65c816 for 6502 developers
This guide is meant to introduce the 65c816 to someone who is already familiar with the 6502. NES developers should be able to pick up the new things introduced by this processor pretty easily. You can view the 65c816 as a superset of the 6502. Most 6502 code will continue to work on it without changes (provided only official instructions are used), but this guide intends to highlight some differences that you should be aware of. It's not intended to be comprehensive and you should look at more complete 65c816 documentation later on, like maybe this.
16-bit registers!
The biggest, most obvious change from the 6502 is that it can do 16-bit operations. To enable this, the accumulator and index registers can change between being 8-bit and 16-bit. Sort of. I'll go into more detail in the following sections.
Two additional flags are added to the flags register to control register size. One flag ("M") controls the size of accumulator operations, as well as read-modify-write operations like INC
or ASL
directly on a memory location. Another flag ("X") controls the size of both the X and Y index registers.
Instead of getting dedicated instructions like SEC
/CLC
, register sizes are changed with the new REP
and SEP
instructions. They take an 8-bit immediate operand and REset or SEt bits in the flags register. You can set and reset multiple bits at once, you just have to OR them together. For example SEP #$30
sets M and X simultaneously. One potentially confusing thing is that M and X indicate bigger registers when clear rather than when set.
REP/SEP value | Flag | Purpose |
---|---|---|
#$01 | C | Carry |
#$02 | Z | Zero |
#$04 | I | Interrupt disable |
#$08 | D | Decimal mode |
#$10 | X | 8-bit index registers |
#$20 | M | 8-bit accumulator/memory |
#$40 | V | Overflow |
#$80 | N | Negative |
Personally I find it more friendly to change register sizes with macros, though you can certainly use REP
/SEP
directly if you wish (and may want to if you want to change register size at the same time as one or more other flags in the same instruction, for example putting carry into a known state for ADC
/SBC
). For the usual case though, macros let me avoid caring about what number corresponds to what flag, so I can just write seta8
, setxy16,
setaxy16
and more in my code. There are some ca65 versions of these macros in lorom-template.
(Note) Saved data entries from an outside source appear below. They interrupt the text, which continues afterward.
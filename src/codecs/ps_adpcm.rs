//! PlayStation 4-bit ADPCM (the VAG family).
//!
//! 16-byte frames: a 2-byte header (`shift` in the low nibble, `predictor`
//! index in the high nibble of byte 0; a loop-marker flag byte) followed by
//! 14 bytes of packed 4-bit deltas (28 samples). Frames interleave per
//! channel at whatever block size the layout engine is driving.

use super::{ChannelState, CodecState, Decoder};

const FRAME_SIZE: u64 = 16;
const SAMPLES_PER_FRAME: u32 = 28;

// fixed predictor coefficient pairs, scaled by 64 (standard VAG table).
const COEF_POS: [i32; 5] = [0, 60, 115, 98, 122];
const COEF_NEG: [i32; 5] = [0, 0, -52, -55, -60];

/// PlayStation ADPCM decoder (VAG family).
#[derive(Debug, Default)]
pub struct PsAdpcm;

impl Decoder for PsAdpcm {
    fn decode(
        &mut self,
        ch: &mut ChannelState,
        out: &mut [i32],
        first_sample: u32,
        samples_to_do: u32,
        channels: u8,
        channel_index: u8,
    ) {
        let (mut hist1, mut hist2) = match ch.codec {
            CodecState::Adpcm { hist1, hist2 } => (hist1, hist2),
            _ => (0, 0),
        };

        // `ch.offset` anchors the current (possibly partially-consumed)
        // frame; `ch.frame_offset` is how many samples of it are already
        // produced. `first_sample` seeks forward from there by pure
        // arithmetic (no I/O) before decoding starts.
        let mut frame_base = ch.offset;
        let mut pos_in_frame = ch.frame_offset as u32;
        let mut seek = first_sample;
        while seek > 0 {
            let avail = SAMPLES_PER_FRAME - pos_in_frame;
            if seek < avail {
                pos_in_frame += seek;
                seek = 0;
            } else {
                seek -= avail;
                frame_base += FRAME_SIZE;
                pos_in_frame = 0;
            }
        }

        let mut samples_done = 0u32;

        while samples_done < samples_to_do {
            let mut header = [0u8; 2];
            ch.streamfile.read(&mut header, frame_base);

            let predictor = usize::from((header[0] >> 4) & 0x0F).min(4);
            // garbage frames can carry shift > 12; clamp instead of panicking on underflow.
            let shift = u32::from(header[0] & 0x0F).min(12);

            let mut data = [0u8; 14];
            ch.streamfile.read(&mut data, frame_base + 2);

            while pos_in_frame < SAMPLES_PER_FRAME && samples_done < samples_to_do {
                let byte = data[(pos_in_frame / 2) as usize];
                let nibble = if pos_in_frame % 2 == 0 {
                    byte & 0x0F
                } else {
                    byte >> 4
                };

                let raw = i32::from((nibble << 4) as i8) >> 4; // sign-extend 4-bit nibble
                let sample = (raw << (12 - shift))
                    + ((hist1 * COEF_POS[predictor] + hist2 * COEF_NEG[predictor]) >> 6);
                let sample = sample.clamp(i32::from(i16::MIN), i32::from(i16::MAX));

                hist2 = hist1;
                hist1 = sample;

                out[(channel_index as usize) + (channels as usize) * (samples_done as usize)] = sample;

                samples_done += 1;
                pos_in_frame += 1;
            }

            if pos_in_frame >= SAMPLES_PER_FRAME && samples_done < samples_to_do {
                pos_in_frame = 0;
                frame_base += FRAME_SIZE;
            }
        }

        ch.offset = frame_base;
        ch.frame_offset = u64::from(pos_in_frame);
        ch.codec = CodecState::Adpcm { hist1, hist2 };
    }

    fn reset(&mut self, ch: &mut ChannelState) {
        ch.codec = CodecState::Adpcm { hist1: 0, hist2: 0 };
        ch.offset = ch.start_offset;
        ch.frame_offset = 0;
    }

    fn seek(&mut self, ch: &mut ChannelState, sample: u32) {
        self.reset(ch);
        let mut discard = vec![0i32; sample as usize];
        if !discard.is_empty() {
            self.decode(ch, &mut discard, 0, sample, 1, 0);
        }
    }

    fn bytes_to_samples(&self, bytes: u64, channels: u8) -> u64 {
        let channels = u64::from(channels.max(1));
        (bytes / channels / FRAME_SIZE) * u64::from(SAMPLES_PER_FRAME)
    }
}

/// Scans PS-ADPCM frame flag bytes over `[start, start + size)` for loop
/// markers, returning `(loop_start_sample, loop_end_sample)` if both a
/// loop-start (flag `0x06`) and loop-end (flag `0x03`) marker are found.
///
/// Mirrors `ps_find_loop_offsets` from the original implementation: flag
/// byte `0x03` marks the frame containing `loop_end`, `0x06` marks
/// `loop_start`.
#[must_use]
pub fn find_loop_offsets(
    sf: &mut dyn crate::streamfile::Streamfile,
    start: u64,
    size: u64,
    channels: u8,
    interleave: u64,
) -> Option<(u32, u32)> {
    let channels = u64::from(channels.max(1));
    let frames_per_channel = if interleave > 0 {
        interleave / FRAME_SIZE
    } else {
        size / channels / FRAME_SIZE
    };

    let mut loop_start = None;
    let mut loop_end = None;

    for frame in 0..frames_per_channel {
        let frame_offset = start + frame * FRAME_SIZE;
        if frame_offset + 1 >= start + size {
            break;
        }
        let mut flag = [0u8; 1];
        sf.read(&mut flag, frame_offset + 1);

        if flag[0] == 0x06 && loop_start.is_none() {
            loop_start = Some(frame as u32 * SAMPLES_PER_FRAME);
        }
        if flag[0] == 0x03 {
            loop_end = Some((frame as u32 + 1) * SAMPLES_PER_FRAME);
            break;
        }
    }

    loop_start.zip(loop_end)
}

#[cfg(test)]
mod test {
    use super::{Decoder, PsAdpcm};
    use crate::codecs::ChannelState;
    use crate::streamfile::SliceFile;

    #[test]
    fn decodes_silent_frame_to_zero() {
        let mut frame = vec![0u8; 16];
        frame[0] = 0x00; // predictor 0, shift 0
        let sf = SliceFile::new(frame, "t.vag");
        let mut ch = ChannelState::new(Box::new(sf), 0);
        let mut decoder = PsAdpcm;
        let mut out = [0i32; 28];

        decoder.decode(&mut ch, &mut out, 0, 28, 1, 0);

        assert!(out.iter().all(|&s| s == 0));
        assert_eq!(ch.offset, 16);
    }

    #[test]
    fn bytes_to_samples_one_frame_per_channel() {
        let decoder = PsAdpcm;
        assert_eq!(decoder.bytes_to_samples(32, 2), 28);
    }
}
One very important thing to consider with register sizes is that the size of an immediate operand changes too! This means that you need to let the assembler know if immediate values should be 8-bit or 16-bit. It seems like most assemblers make you specify the size of each immediate value, but ca65 works differently here. ca65 provides .a8
, .a16
, .i8
and .i16
directives that change the size of all immediate values that follow the directive. There's also an optional feature (named .smart) that allows REP
/SEP
to inform the assembler of the state of the registers. Using this feature helps, but there are still easily cases where you still need to use the directives, especially when register sizes are changed while branching.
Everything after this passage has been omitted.